Region III Quarterly

Volume 3 - No. 1

January, 1941


By Dr. Aubrey Neasham,
Regional Supervisor of Historic Sites.

The Southwest, as we know it today, has been under the jurisdiction of the United States for nearly a century. During those years it has emerged from a little known and sparsely populated area to one of great development and advancement. Millions of people, large cities, far-flung transportation and communication systems, vast agricultural, mining, industrial, and commercial operations, and a growing realization that the Southwest offers health, recreation, and cultural opportunities have made this one of the key sections of America. With it all there is still the feeling that much of the past is retained, and that the Indian, the Spaniard, and the Mexican will ever remain as influences upon life here. It is the blending of their cultures and civilizations with ours which gives this region much of its distinctive atmosphere and color.
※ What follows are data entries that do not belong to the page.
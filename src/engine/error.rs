use chrono::NaiveDate;

use crate::model::{Minutes, Outcome, SlotId, Span};

/// Why a mutation was refused. The store is untouched whenever one of these
/// is returned.
#[derive(Debug, Clone, PartialEq, Eq)]
pub enum EngineError {
    NotFound(SlotId),
    Overlap { date: NaiveDate, span: Span },
    OutOfDay { minute: Minutes },
    TooShort { span: Span },
    BeyondHorizon { date: NaiveDate, max_date: NaiveDate },
    NoActiveSlot,
    NotDragging,
    DuplicateId(SlotId),
    InvalidDay(u32),
    LimitExceeded(&'static str),
}

impl EngineError {
    /// Stable reason code for presentation layers and metrics labels.
    pub fn code(&self) -> &'static str {
        match self {
            EngineError::NotFound(_) => "not_found",
            EngineError::Overlap { .. } => "overlap",
            EngineError::OutOfDay { .. } => "out_of_day",
            EngineError::TooShort { .. } => "too_short",
            EngineError::BeyondHorizon { .. } => "beyond_horizon",
            EngineError::NoActiveSlot => "no_active_slot",
            EngineError::NotDragging => "not_dragging",
            EngineError::DuplicateId(_) => "duplicate_id",
            EngineError::InvalidDay(_) => "invalid_weekday",
            EngineError::LimitExceeded(_) => "limit_exceeded",
        }
    }
}

impl std::fmt::Display for EngineError {
    fn fmt(&self, f: &mut std::fmt::Formatter<'_>) -> std::fmt::Result {
        match self {
            EngineError::NotFound(id) => write!(f, "slot not found: {id}"),
            EngineError::Overlap { date, span } => {
                write!(f, "{span} on {date} overlaps an existing slot")
            }
            EngineError::OutOfDay { minute } => {
                write!(f, "minute {minute} is outside the bookable day")
            }
            EngineError::TooShort { span } => write!(f, "{span} is shorter than the minimum slot"),
            EngineError::BeyondHorizon { date, max_date } => {
                write!(f, "{date} is beyond the availability horizon ({max_date})")
            }
            EngineError::NoActiveSlot => write!(f, "no slot is selected"),
            EngineError::NotDragging => write!(f, "no drag in progress"),
            EngineError::DuplicateId(id) => write!(f, "slot id already in use: {id}"),
            EngineError::InvalidDay(idx) => write!(f, "day index {idx} is outside the week (0-6)"),
            EngineError::LimitExceeded(msg) => write!(f, "limit exceeded: {msg}"),
        }
    }
}

impl std::error::Error for EngineError {}

impl From<Result<Outcome, EngineError>> for Outcome {
    fn from(result: Result<Outcome, EngineError>) -> Self {
        match result {
            Ok(outcome) => outcome,
            Err(e) => Outcome::Rejected {
                reason: e.code(),
                message: e.to_string(),
            },
        }
    }
}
The story of the Southwest under the United States is a thrilling one. It is typical of the westward movement. Immigration of settlers in ever-increasing numbers, the discovery of rich mineral resources, the formation of new territories and states, the opening of vast reaches of land for agriculture, the resistance of the Indian to the encroachment of the white man, the building of transcontinental railroads, the effects of industrial revolution, and the influence upon national affairs and thought have been important.
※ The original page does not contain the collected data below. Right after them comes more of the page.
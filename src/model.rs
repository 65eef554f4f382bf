use std::collections::BTreeSet;

use chrono::{Datelike, NaiveDate};
use serde::{Deserialize, Serialize};
use ulid::Ulid;

/// Minutes since local midnight. The only time-of-day type.
pub type Minutes = i32;

/// Slot identity.
pub type SlotId = Ulid;

/// Reference into the external service catalog. Not owned; may go stale.
pub type ServiceId = String;

/// Half-open interval `[start, end)` within one day.
#[derive(Debug, Clone, Copy, PartialEq, Eq, Hash, Serialize, Deserialize)]
pub struct Span {
    pub start: Minutes,
    pub end: Minutes,
}

impl Span {
    pub fn new(start: Minutes, end: Minutes) -> Self {
        debug_assert!(start < end, "Span start must be before end");
        Self { start, end }
    }

    pub fn duration(&self) -> Minutes {
        self.end - self.start
    }

    pub fn overlaps(&self, other: &Span) -> bool {
        self.start < other.end && other.start < self.end
    }

    pub fn contains_minute(&self, t: Minutes) -> bool {
        self.start <= t && t < self.end
    }
}

impl std::fmt::Display for Span {
    fn fmt(&self, f: &mut std::fmt::Formatter<'_>) -> std::fmt::Result {
        write!(
            f,
            "{:02}:{:02}-{:02}:{:02}",
            self.start / 60,
            self.start % 60,
            self.end / 60,
            self.end % 60
        )
    }
}

/// A date-scoped availability window.
#[derive(Debug, Clone, PartialEq, Eq, Serialize, Deserialize)]
pub struct TimeSlot {
    pub id: SlotId,
    pub date: NaiveDate,
    pub span: Span,
    /// Services offered in this window. Membership is advisory: ids the
    /// catalog no longer knows are skipped by readers.
    pub services: BTreeSet<ServiceId>,
}

impl TimeSlot {
    /// Day of week, 0 = Monday.
    pub fn weekday_index(&self) -> u32 {
        self.date.weekday().num_days_from_monday()
    }

    /// Same weekday and identical window: the series relation.
    pub fn same_series(&self, other: &TimeSlot) -> bool {
        self.date.weekday() == other.date.weekday() && self.span == other.span
    }
}

#[derive(Debug, Clone, Copy, PartialEq, Eq, Serialize, Deserialize)]
#[serde(rename_all = "snake_case")]
pub enum Modality {
    InPerson,
    Online,
}

/// Catalog entry offered inside slots. Read-only to the engine.
#[derive(Debug, Clone, PartialEq, Eq, Serialize, Deserialize)]
pub struct ServiceType {
    pub id: ServiceId,
    pub title: String,
    /// Session length in minutes.
    pub duration: Minutes,
    pub modality: Modality,
    /// Price in minor currency units.
    pub price: u64,
}

/// Store transitions. Every mutation the engine performs is one of these.
#[derive(Debug, Clone, PartialEq, Eq, Serialize, Deserialize)]
pub enum Event {
    SlotCreated {
        slot: TimeSlot,
    },
    SlotResized {
        id: SlotId,
        span: Span,
    },
    ServicesChanged {
        id: SlotId,
        services: BTreeSet<ServiceId>,
    },
    SlotRemoved {
        id: SlotId,
    },
    SeriesRemoved {
        ids: Vec<SlotId>,
    },
}

// ── Result types ─────────────────────────────────────────────────

/// One service's fit count inside a slot window.
#[derive(Debug, Clone, PartialEq, Eq, Serialize)]
pub struct CapacityLine {
    pub service: ServiceType,
    pub count: u32,
}

#[derive(Debug, Clone, PartialEq, Eq, Serialize, Deserialize)]
pub struct CopiedSlot {
    pub id: SlotId,
    pub date: NaiveDate,
}

/// Per-candidate tally of a copy-to-weekday run.
#[derive(Debug, Clone, Default, PartialEq, Eq, Serialize, Deserialize)]
pub struct CopyReport {
    pub created: Vec<CopiedSlot>,
    pub skipped_existing: u32,
    pub skipped_overlap: u32,
}

/// Why a copy run did (or did not) create anything.
#[derive(Debug, Clone, Copy, PartialEq, Eq, Serialize)]
#[serde(rename_all = "snake_case")]
pub enum CopyVerdict {
    Created,
    AllCovered,
    AllOverlap,
    AllSkipped,
    NoCandidates,
}

impl CopyReport {
    pub fn created_count(&self) -> u32 {
        self.created.len() as u32
    }

    pub fn candidates(&self) -> u32 {
        self.created_count() + self.skipped_existing + self.skipped_overlap
    }

    pub fn verdict(&self) -> CopyVerdict {
        match (self.created_count(), self.skipped_existing, self.skipped_overlap) {
            (0, 0, 0) => CopyVerdict::NoCandidates,
            (0, _, 0) => CopyVerdict::AllCovered,
            (0, 0, _) => CopyVerdict::AllOverlap,
            (0, _, _) => CopyVerdict::AllSkipped,
            _ => CopyVerdict::Created,
        }
    }
}

/// What a mutating call did, in a shape a presentation layer can render.
#[derive(Debug, Clone, PartialEq, Eq, Serialize)]
#[serde(tag = "outcome", rename_all = "snake_case")]
pub enum Outcome {
    Created { slot: TimeSlot },
    Rejected { reason: &'static str, message: String },
    Updated { slot: TimeSlot },
    Deleted { id: SlotId },
    SeriesDeleted { count: u32, dates: Vec<NaiveDate> },
    SeriesCopied { report: CopyReport },
}

/// One column of the visible week.
#[derive(Debug, Clone, PartialEq, Eq, Serialize)]
pub struct DayColumn {
    pub date: NaiveDate,
    pub slots: Vec<TimeSlot>,
}

#[cfg(test)]
mod tests {
    use super::*;

    fn date(y: i32, m: u32, d: u32) -> NaiveDate {
        NaiveDate::from_ymd_opt(y, m, d).unwrap()
    }

    fn slot(d: NaiveDate, start: Minutes, end: Minutes) -> TimeSlot {
        TimeSlot {
            id: Ulid::new(),
            date: d,
            span: Span::new(start, end),
            services: BTreeSet::new(),
        }
    }

    #[test]
    fn span_basics() {
        let s = Span::new(540, 720);
        assert_eq!(s.duration(), 180);
        assert!(s.contains_minute(540));
        assert!(s.contains_minute(719));
        assert!(!s.contains_minute(720)); // half-open
    }

    #[test]
    fn span_overlap() {
        let a = Span::new(540, 720);
        let b = Span::new(600, 660);
        let c = Span::new(720, 780);
        assert!(a.overlaps(&b));
        assert!(b.overlaps(&a));
        assert!(!a.overlaps(&c)); // back-to-back, not overlapping
        assert!(!c.overlaps(&a));
    }

    #[test]
    fn span_display() {
        assert_eq!(Span::new(540, 750).to_string(), "09:00-12:30");
        assert_eq!(Span::new(420, 1260).to_string(), "07:00-21:00");
    }

    #[test]
    fn weekday_index_starts_monday() {
        // 2026-10-19 is a Monday.
        assert_eq!(slot(date(2026, 10, 19), 540, 600).weekday_index(), 0);
        assert_eq!(slot(date(2026, 10, 25), 540, 600).weekday_index(), 6);
    }

    #[test]
    fn series_relation() {
        let a = slot(date(2026, 10, 19), 540, 720);
        let b = slot(date(2026, 10, 26), 540, 720);
        let shifted = slot(date(2026, 10, 26), 570, 720);
        let tuesday = slot(date(2026, 10, 20), 540, 720);
        assert!(a.same_series(&b));
        assert!(!a.same_series(&shifted));
        assert!(!a.same_series(&tuesday));
    }

    #[test]
    fn copy_verdicts() {
        let mut r = CopyReport::default();
        assert_eq!(r.verdict(), CopyVerdict::NoCandidates);
        r.skipped_existing = 2;
        assert_eq!(r.verdict(), CopyVerdict::AllCovered);
        r.skipped_overlap = 1;
        assert_eq!(r.verdict(), CopyVerdict::AllSkipped);
        r.skipped_existing = 0;
        assert_eq!(r.verdict(), CopyVerdict::AllOverlap);
        r.created.push(CopiedSlot { id: Ulid::new(), date: date(2026, 10, 21) });
        assert_eq!(r.verdict(), CopyVerdict::Created);
        assert_eq!(r.candidates(), 2);
    }

    #[test]
    fn event_serialization_roundtrip() {
        let event = Event::SlotCreated {
            slot: slot(date(2026, 10, 19), 540, 720),
        };
        let json = serde_json::to_string(&event).unwrap();
        let decoded: Event = serde_json::from_str(&json).unwrap();
        assert_eq!(event, decoded);
    }

    #[test]
    fn outcome_serializes_tagged() {
        let outcome = Outcome::SeriesDeleted {
            count: 2,
            dates: vec![date(2026, 10, 19), date(2026, 10, 26)],
        };
        let json = serde_json::to_value(&outcome).unwrap();
        assert_eq!(json["outcome"], "series_deleted");
        assert_eq!(json["count"], 2);
        assert_eq!(json["dates"][1], "2026-10-26");
    }
}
The Southwest seemed to have boon waiting for the era of American control. Hardly had the United States taken over California when gold was discovered there by James Marshall at Coloma in 1848. This was the impetus needed to bring the settler westward. In ever-increasing numbers the "Forty-niners" came by ship, wagon, horseback, and foot. Many, not finding the wealth in gold which they sought, stayed to settle the country and to develop the other resources.
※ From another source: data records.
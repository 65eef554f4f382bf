use crate::limits::*;
use crate::model::Minutes;

/// Scheduling rules for one engine. Defaults come from [`crate::limits`].
#[derive(Debug, Clone, Copy, PartialEq, Eq)]
pub struct ScheduleConfig {
    pub day_start: Minutes,
    pub day_end: Minutes,
    pub quantum: Minutes,
    pub min_slot_duration: Minutes,
    pub default_slot_duration: Minutes,
    pub availability_days: u32,
    pub recurrence_weeks: u32,
    pub max_slots_per_date: usize,
}

impl Default for ScheduleConfig {
    fn default() -> Self {
        Self {
            day_start: DAY_START_MIN,
            day_end: DAY_END_MIN,
            quantum: QUANTUM_MIN,
            min_slot_duration: MIN_SLOT_DURATION_MIN,
            default_slot_duration: DEFAULT_SLOT_DURATION_MIN,
            availability_days: AVAILABILITY_DAYS,
            recurrence_weeks: RECURRENCE_WEEKS,
            max_slots_per_date: MAX_SLOTS_PER_DATE,
        }
    }
}

#[derive(Debug, Clone, PartialEq, Eq)]
pub enum ConfigError {
    DayWindow { start: Minutes, end: Minutes },
    Quantum(Minutes),
    MinDuration(Minutes),
    Horizon(u32),
    RecurrenceWeeks(u32),
}

impl std::fmt::Display for ConfigError {
    fn fmt(&self, f: &mut std::fmt::Formatter<'_>) -> std::fmt::Result {
        match self {
            ConfigError::DayWindow { start, end } => {
                write!(f, "day window [{start}, {end}) must lie inside [0, {MINUTES_PER_DAY}]")
            }
            ConfigError::Quantum(q) => {
                write!(f, "quantum {q} must be positive and divide the day window")
            }
            ConfigError::MinDuration(d) => {
                write!(f, "minimum slot duration {d} must be a positive multiple of the quantum")
            }
            ConfigError::Horizon(days) => write!(
                f,
                "availability horizon of {days} days must be between 1 and {MAX_AVAILABILITY_DAYS}"
            ),
            ConfigError::RecurrenceWeeks(weeks) => write!(
                f,
                "recurrence walk of {weeks} weeks must be between 1 and {MAX_RECURRENCE_WEEKS}"
            ),
        }
    }
}

impl std::error::Error for ConfigError {}

fn env_or<T: std::str::FromStr>(key: &str, default: T) -> T {
    std::env::var(key)
        .ok()
        .and_then(|s| s.parse().ok())
        .unwrap_or(default)
}

impl ScheduleConfig {
    /// Defaults overridden by `SLOTBOARD_*` environment variables. Unparseable
    /// values fall back to the default.
    pub fn from_env() -> Result<Self, ConfigError> {
        let d = Self::default();
        let config = Self {
            day_start: env_or("SLOTBOARD_DAY_START", d.day_start),
            day_end: env_or("SLOTBOARD_DAY_END", d.day_end),
            quantum: env_or("SLOTBOARD_QUANTUM", d.quantum),
            min_slot_duration: env_or("SLOTBOARD_MIN_SLOT", d.min_slot_duration),
            default_slot_duration: env_or("SLOTBOARD_DEFAULT_SLOT", d.default_slot_duration),
            availability_days: env_or("SLOTBOARD_AVAILABILITY_DAYS", d.availability_days),
            recurrence_weeks: env_or("SLOTBOARD_RECURRENCE_WEEKS", d.recurrence_weeks),
            max_slots_per_date: env_or("SLOTBOARD_MAX_SLOTS_PER_DATE", d.max_slots_per_date),
        };
        config.validate()?;
        Ok(config)
    }

    pub fn validate(&self) -> Result<(), ConfigError> {
        if self.day_start < 0 || self.day_end > MINUTES_PER_DAY || self.day_start >= self.day_end {
            return Err(ConfigError::DayWindow {
                start: self.day_start,
                end: self.day_end,
            });
        }
        if self.quantum <= 0 || (self.day_end - self.day_start) % self.quantum != 0 {
            return Err(ConfigError::Quantum(self.quantum));
        }
        if self.min_slot_duration <= 0
            || self.min_slot_duration % self.quantum != 0
            || self.min_slot_duration > self.day_end - self.day_start
        {
            return Err(ConfigError::MinDuration(self.min_slot_duration));
        }
        if self.availability_days == 0 || self.availability_days > MAX_AVAILABILITY_DAYS {
            return Err(ConfigError::Horizon(self.availability_days));
        }
        if self.recurrence_weeks == 0 || self.recurrence_weeks > MAX_RECURRENCE_WEEKS {
            return Err(ConfigError::RecurrenceWeeks(self.recurrence_weeks));
        }
        Ok(())
    }

    /// Round to the nearest quantum, then clamp into the day window.
    pub fn quantize(&self, minutes: Minutes) -> Minutes {
        let q = self.quantum;
        let rounded = (minutes + q / 2).div_euclid(q) * q;
        rounded.clamp(self.day_start, self.day_end)
    }
}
Not all of those who started for California reached that promised land. Some died, and others, finding lands to their liking upon the way, stayed. Utah, first settled by the Mormons in the latter days of the Mexican regime, was the scene of increased colonization. Texas and New Mexico attracted others. Immigration and settlement were such that California became a full-fledged state in 1850, and the territories of New Mexico, Utah, and Kansas had been established by 1854.

New mineral deposits were discovered during and after the 1850's. The region east of California especially became the center of great activity. In Arizona, copper deposits were worked in 1855 in Ajo, and placers were found on the Bill Williams Fork in 1862. In Colorado, "Pikes Peak or Bust" became a popular slogan, and the territory around Denver became settled. Nevada and its famous Comstock Lode and Virginia City came into prominence, as did the Bingham Canyon, Little Cottonwood, and Oquirrh Mountain districts of Utah during the 1860's. These strikes led to others, which, in their importance, have made these regions areas of primary mining importance up to the present day.

The story of the mines is one which will always remain an important epic in our history. Over and ever again the process was the same. Spectacular strikes were made, rushes resulted which attracted people from various corners of the earth, and mushroom boom towns were started which in their rapid growth were almost unbelievable. The elements of law and order strove to control in the name of decency and self-government, while "bad men" and gamblers endeavored to rule for their interests. The forces of law and order won, through associations and vigilance committees. High prices and speculation gave way to stability. Boom towns of yesterday may be wholly or partially ghost towns today. As one wanders through these historic towns - Virginia City, Nevada; Tombstone, Arizona; Elizabethtown, New Mexico, and many others - there are brought to mind the once thousands of people who, in their mad scramble for wealth, personify experiences of the human race - wealth, poverty, joy, tragedy, and sorrow.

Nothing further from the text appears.